The first quarter of 2023 ended with a near historic high of $12.4 billion in revenue gained from 15 announced mergers and acquisitions, with providers continuing to enter into fewer but larger transactions to remain afloat amidst growing operational and financial pressures, but also begin to look at deals beyond their local and regional borders.
The average size of the seller or smaller party in Q1 was $827 million, just below the historic year-end average of $852 million in 2022. Only one megamerger took place between New Mexico’s Presbyterian Health Services and Iowa-based UnityPoint Health, according to Kaufman Hall’s M&A Quarterly Activity Report.
The authors of the report say that cross-regional and geographic partnerships like the Presbyterian-UnityPoint deal are becoming increasingly common, as for-profit health systems seek to realign their portfolios and focus more on core markets that offer positive growth potential.
“Strategic-driven partnerships, mergers and acquisitions have resulted in the combining of complementary skill sets, experience bases and intellectual capital of leading organizations that are increasingly less focused on local regional scale and therefore, are less driven by pricing factors,” Anu Singh, Kaufman Hall’s managing director and leader of the partnerships, mergers and acquisitions practice, told HCB News.

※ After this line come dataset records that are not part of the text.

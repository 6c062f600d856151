//! Plain HTTP(S) backend.

use std::path::Path;
use std::sync::Arc;

use async_trait::async_trait;

use crate::http::HttpClient;
use crate::progress::ProgressTracker;
use crate::Result;

use super::backend::{BackendKind, DownloadBackend};

/// Streams a URL to disk with a GET request
pub struct HttpBackend {
    http_client: Arc<HttpClient>,
}

impl HttpBackend {
    pub fn new(http_client: Arc<HttpClient>) -> Self {
        Self { http_client }
    }
}

#[async_trait]
impl DownloadBackend for HttpBackend {
    fn kind(&self) -> BackendKind {
        BackendKind::Http
    }

    async fn retrieve(
        &self,
        url: &str,
        dest: &Path,
        progress: &mut ProgressTracker<'_>,
    ) -> Result<()> {
        // Without a Content-Length only the closing 100 is reported
        let received = self
            .http_client
            .download(url, dest, |received, total| {
                if let Some(total) = total {
                    progress.report_bytes(received, total);
                }
            })
            .await?;

        log::debug!("Received {} bytes from {}", received, url);
        progress.finish();
        Ok(())
    }
}
use std::path::Path;

use crate::Result;

/// Mode given to files marked executable
#[cfg(unix)]
pub const EXECUTABLE_MODE: u32 = 0o755;

/// Mark `path` as executable.
///
/// On Unix the mode becomes 0o755. Other platforms have no executable bit,
/// so this succeeds without touching the file.
#[cfg(unix)]
pub async fn set_executable(path: &Path) -> Result<()> {
    use std::os::unix::fs::PermissionsExt;

    let perms = std::fs::Permissions::from_mode(EXECUTABLE_MODE);
    tokio::fs::set_permissions(path, perms)
        .await
        .inspect_err(|e| log::error!("Cannot set executable bit on {}: {}", path.display(), e))?;

    log::debug!("Marked {} as executable", path.display());
    Ok(())
}

#[cfg(not(unix))]
pub async fn set_executable(path: &Path) -> Result<()> {
    log::trace!("No executable bit to set for {}", path.display());
    Ok(())
}

#[cfg(test)]
mod tests {
    use super::*;
    use tempfile::TempDir;

    #[cfg(unix)]
    #[tokio::test]
    async fn test_sets_mode() {
        use std::os::unix::fs::PermissionsExt;

        let temp = TempDir::new().unwrap();
        let script = temp.path().join("run.sh");
        std::fs::write(&script, "#!/bin/sh\n").unwrap();
        std::fs::set_permissions(&script, std::fs::Permissions::from_mode(0o600)).unwrap();

        set_executable(&script).await.unwrap();

        let mode = std::fs::metadata(&script).unwrap().permissions().mode();
        assert_eq!(mode & 0o777, 0o755);
    }

    #[cfg(unix)]
    #[tokio::test]
    async fn test_missing_file_fails() {
        let temp = TempDir::new().unwrap();
        assert!(set_executable(&temp.path().join("nope")).await.is_err());
    }

    #[cfg(not(unix))]
    #[tokio::test]
    async fn test_noop_elsewhere() {
        let temp = TempDir::new().unwrap();
        set_executable(&temp.path().join("nope")).await.unwrap();
    }
}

Instead, they are driven by more efficiency needs and capital scarcity into broader and longer enduring strategic collaborations, he says, as increasing micromarket regulatory scrutiny makes expansions more challenging, pushing providers to seek diverse revenue streams for long-term sustainability, and grow beyond their geographic borders to better manage the new “razor-thin” margins they face.
The authors see this as a “new type of post-pandemic activity,” in which mid-sized regional hospitals will not only partner with larger organizations to remain financially well off and optimize complementary services, but also use the capabilities and resources of larger health systems to improve local healthcare delivery.
“There are any number of capabilities that can make a health system attractive: health plan expertise, advanced analytical capabilities, service line/segment leadership, innovative care delivery programs, clinical education, experience with value-based care models,” said Singh.